On the other hand, I hate how the system has felt so skewed in favor of pieces of **** like Trump, and for those powerful people who tried to enact his scheme to stay in power. I will always believe that Garland should have done more, that his reticence cost us precious time, and that the appointment of Jack Smith was just as much a capitulation to his fear of tackling Trump and angering his supporters as it was a heady, strategic hand-off. I will always believe that we squandered the time when Trump could have been indicted and brought to trial before he could start using the timeline of his 2024 campaign as a defense strategy.

But we are where we are. I will be hoping that Jack Smith's efforts result in Trump spending his final days in prison. anything short of that will be holding Trump as above the law. I will be hoping that there are more indictments to come for the co-conspirators, and for those congresspersons and senators (and supreme court justice's wives) who tried to overturn our government and allow Trump to stay in office despite losing a fair election.


0 Replies
 
Walter Hinteler
 
  2  
Reply Wed 2 Aug, 2023 04:22 am
The new indictment against the ex-president for his attempts to manipulate the 2020 election is the most significant. Of all the charges against Trump, it is the most important because it directly affects the core of US democracy.

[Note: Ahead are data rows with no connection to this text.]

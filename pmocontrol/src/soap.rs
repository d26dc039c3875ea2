//! Client SOAP minimal pour piloter un renderer UPnP.
//!
//! - construction de l'enveloppe (une seule ligne, arguments échappés par xmltree)
//! - envoi asynchrone avec timeout borné
//! - parsing de l'enveloppe et des fautes UPnP

use std::io::BufReader;
use std::time::Duration;

use reqwest::StatusCode;
use tracing::debug;
use xmltree::{Element, EmitterConfig, XMLNode};

use crate::errors::ControlPointError;

/// Enveloppe SOAP parsée.
#[derive(Debug, Clone)]
pub struct SoapEnvelope {
    pub header: Option<SoapHeader>,
    pub body: SoapBody,
}

#[derive(Debug, Clone)]
pub struct SoapHeader {
    pub content: Element,
}

#[derive(Debug, Clone)]
pub struct SoapBody {
    pub content: Element,
}

/// Erreur UPnP extraite d'une faute SOAP.
#[derive(Debug, Clone, PartialEq, Eq)]
pub struct UpnpError {
    pub code: u32,
    pub description: String,
}

/// Construit une requête SOAP UPnP
pub fn build_soap_request(
    service_urn: &str,
    action: &str,
    args: &[(&str, &str)],
) -> Result<String, ControlPointError> {
    let mut request_elem = Element::new(&format!("u:{}", action));
    request_elem
        .attributes
        .insert("xmlns:u".to_string(), service_urn.to_string());

    for (name, value) in args {
        let mut child = Element::new(name);
        child.children.push(XMLNode::Text((*value).to_string()));
        request_elem.children.push(XMLNode::Element(child));
    }

    let mut body = Element::new("s:Body");
    body.children.push(XMLNode::Element(request_elem));

    let mut envelope = Element::new("s:Envelope");
    envelope.attributes.insert(
        "xmlns:s".to_string(),
        "http://schemas.xmlsoap.org/soap/envelope/".to_string(),
    );
    envelope.attributes.insert(
        "s:encodingStyle".to_string(),
        "http://schemas.xmlsoap.org/soap/encoding/".to_string(),
    );
    envelope.children.push(XMLNode::Element(body));

    let mut buf = Vec::new();
    let config = EmitterConfig::new()
        .write_document_declaration(true)
        .perform_indent(false);
    envelope
        .write_with_config(&mut buf, config)
        .map_err(|e| ControlPointError::SoapBuild(action.to_string(), e.to_string()))?;

    String::from_utf8(buf).map_err(|e| ControlPointError::SoapBuild(action.to_string(), e.to_string()))
}

/// Parse une enveloppe SOAP complète
pub fn parse_soap_envelope(xml: &[u8]) -> Result<SoapEnvelope, ControlPointError> {
    let root = Element::parse(BufReader::new(xml))
        .map_err(|e| ControlPointError::ParsingError(format!("Invalid SOAP XML: {}", e)))?;

    if !root.name.ends_with("Envelope") {
        return Err(ControlPointError::ParsingError(
            "Missing SOAP Envelope".to_string(),
        ));
    }

    let header = find_child_with_suffix(&root, "Header").map(|e| SoapHeader { content: e.clone() });
    let body = find_child_with_suffix(&root, "Body")
        .ok_or_else(|| ControlPointError::ParsingError("Missing SOAP Body".to_string()))?;

    Ok(SoapEnvelope {
        header,
        body: SoapBody {
            content: body.clone(),
        },
    })
}

/// Extrait `errorCode`/`errorDescription` d'une faute SOAP.
pub fn parse_upnp_error(envelope: &SoapEnvelope) -> Option<UpnpError> {
    let fault = find_child_with_suffix(&envelope.body.content, "Fault")?;
    let detail = find_child_with_suffix(fault, "detail")?;
    let upnp_error = find_child_with_suffix(detail, "UPnPError")?;

    let code = find_child_with_suffix(upnp_error, "errorCode")?
        .get_text()?
        .trim()
        .parse::<u32>()
        .ok()?;
    let description = find_child_with_suffix(upnp_error, "errorDescription")
        .and_then(|e| e.get_text())
        .map(|t| t.trim().to_string())
        .unwrap_or_default();

    Some(UpnpError { code, description })
}

pub fn find_child_with_suffix<'a>(parent: &'a Element, suffix: &str) -> Option<&'a Element> {
    parent.children.iter().find_map(|node| match node {
        XMLNode::Element(elem) if elem.name.ends_with(suffix) => Some(elem),
        _ => None,
    })
}

pub fn extract_child_text(parent: &Element, suffix: &str) -> Result<String, ControlPointError> {
    let text = extract_child_text_allow_empty(parent, suffix)?;
    if text.is_empty() {
        return Err(ControlPointError::upnp_bad_return_value(suffix, ""));
    }
    Ok(text)
}

pub fn extract_child_text_allow_empty(
    parent: &Element,
    suffix: &str,
) -> Result<String, ControlPointError> {
    let child = find_child_with_suffix(parent, suffix)
        .ok_or_else(|| ControlPointError::upnp_missing_return_value(suffix))?;
    Ok(child
        .get_text()
        .map(|t| t.trim().to_string())
        .unwrap_or_default())
}

/// Result of a SOAP call:
/// - HTTP status code
/// - raw XML body (always)
/// - parsed SOAP envelope if parsing succeeded
#[derive(Debug)]
pub struct SoapCallResult {
    pub status: StatusCode,
    pub raw_body: String,
    pub envelope: Option<SoapEnvelope>,
}

/// Client HTTP partagé par les clients de services UPnP.
#[derive(Debug, Clone)]
pub struct SoapClient {
    http: reqwest::Client,
}

impl SoapClient {
    pub fn new(timeout: Duration) -> Result<Self, ControlPointError> {
        let http = reqwest::Client::builder()
            .timeout(timeout)
            .build()
            .map_err(|e| ControlPointError::from_reqwest("SOAP client", e))?;
        Ok(Self { http })
    }

    pub fn http(&self) -> &reqwest::Client {
        &self.http
    }

    /// Invoke a UPnP SOAP action on a control URL.
    ///
    /// HTTP error statuses are not turned into errors here: a UPnP fault comes
    /// back as HTTP 500 with a SOAP body worth reading.
    pub async fn invoke(
        &self,
        control_url: &str,
        service_type: &str,
        action: &str,
        args: &[(&str, &str)],
    ) -> Result<SoapCallResult, ControlPointError> {
        let body_xml = build_soap_request(service_type, action, args)?;
        let soap_action_header = format!(r#""{}#{}""#, service_type, action);

        debug!(action, control_url, "Sending SOAP request");
        let response = self
            .http
            .post(control_url)
            .header("Content-Type", r#"text/xml; charset="utf-8""#)
            .header("SOAPAction", soap_action_header)
            .body(body_xml)
            .send()
            .await
            .map_err(|e| ControlPointError::from_reqwest(action, e))?;

        let status = response.status();
        let raw_body = response
            .text()
            .await
            .map_err(|e| ControlPointError::from_reqwest(action, e))?;
        let envelope = parse_soap_envelope(raw_body.as_bytes()).ok();

        Ok(SoapCallResult {
            status,
            raw_body,
            envelope,
        })
    }

    /// Invokes an action and returns the envelope of a successful response.
    pub async fn call(
        &self,
        control_url: &str,
        service_type: &str,
        action: &str,
        args: &[(&str, &str)],
    ) -> Result<SoapEnvelope, ControlPointError> {
        let result = self.invoke(control_url, service_type, action, args).await?;
        ensure_success(action, result)
    }
}

fn ensure_success(action: &str, call_result: SoapCallResult) -> Result<SoapEnvelope, ControlPointError> {
    let status = call_result.status.as_u16() as u32;

    if !call_result.status.is_success() {
        if let Some(err) = call_result.envelope.as_ref().and_then(parse_upnp_error) {
            return Err(ControlPointError::SoapUpnpParseError(
                action.to_string(),
                err.code,
                err.description,
                status,
            ));
        }
        return Err(ControlPointError::SoapActionWrongBody(
            action.to_string(),
            status,
            call_result.raw_body,
        ));
    }

    call_result
        .envelope
        .ok_or_else(|| ControlPointError::SoapNoEnvelop(action.to_string()))
}

/// Retourne l'élément `{action}Response` du corps SOAP.
pub fn action_response<'a>(
    envelope: &'a SoapEnvelope,
    action: &str,
) -> Result<&'a Element, ControlPointError> {
    let name = format!("{}Response", action);
    find_child_with_suffix(&envelope.body.content, &name)
        .ok_or_else(|| ControlPointError::upnp_missing_return_value(&name))
}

And it will further divide the US.

In the past, "The peaceful transfer of power", from one president to another, became one of the important traits of American democracy, indeed, of any democracy.

Trump in his obsession with power, in his selfishness and wounded pride, has brought this drama to America.
For this, his place in the history books is assured, certainly not as the new George Washington, but as his dark antithesis.
Walter Hinteler
 
  2  
Reply Wed 2 Aug, 2023 05:04 am
@Walter Hinteler,
The criminal case against Donald Trump evokes memories of "Nazi Germany in the 1930s" some Trump followers said.

Just to clarify something about German history:
Paul von Hindenburg was the only Reichspräsident who served until the 1930s. He was President of Germany from 1925 until his death in 1934.
None of Hindenburg's predecessors were indicted by the Nazis.
jespah
 
  3  
Reply Wed 2 Aug, 2023 07:35 am
@Walter Hinteler,
For this crowd, the only time the Nazis are the bad guys is when it suits them.
Bogulum
 
  0  
Reply Wed 2 Aug, 2023 07:49 am
@jespah,
To what "crowd" do you refer?
jespah
 
  5  
Reply Wed 2 Aug, 2023 09:36 am
@Bogulum,
The ones who decided that 45's indictment was reminiscent of Nazi Germany.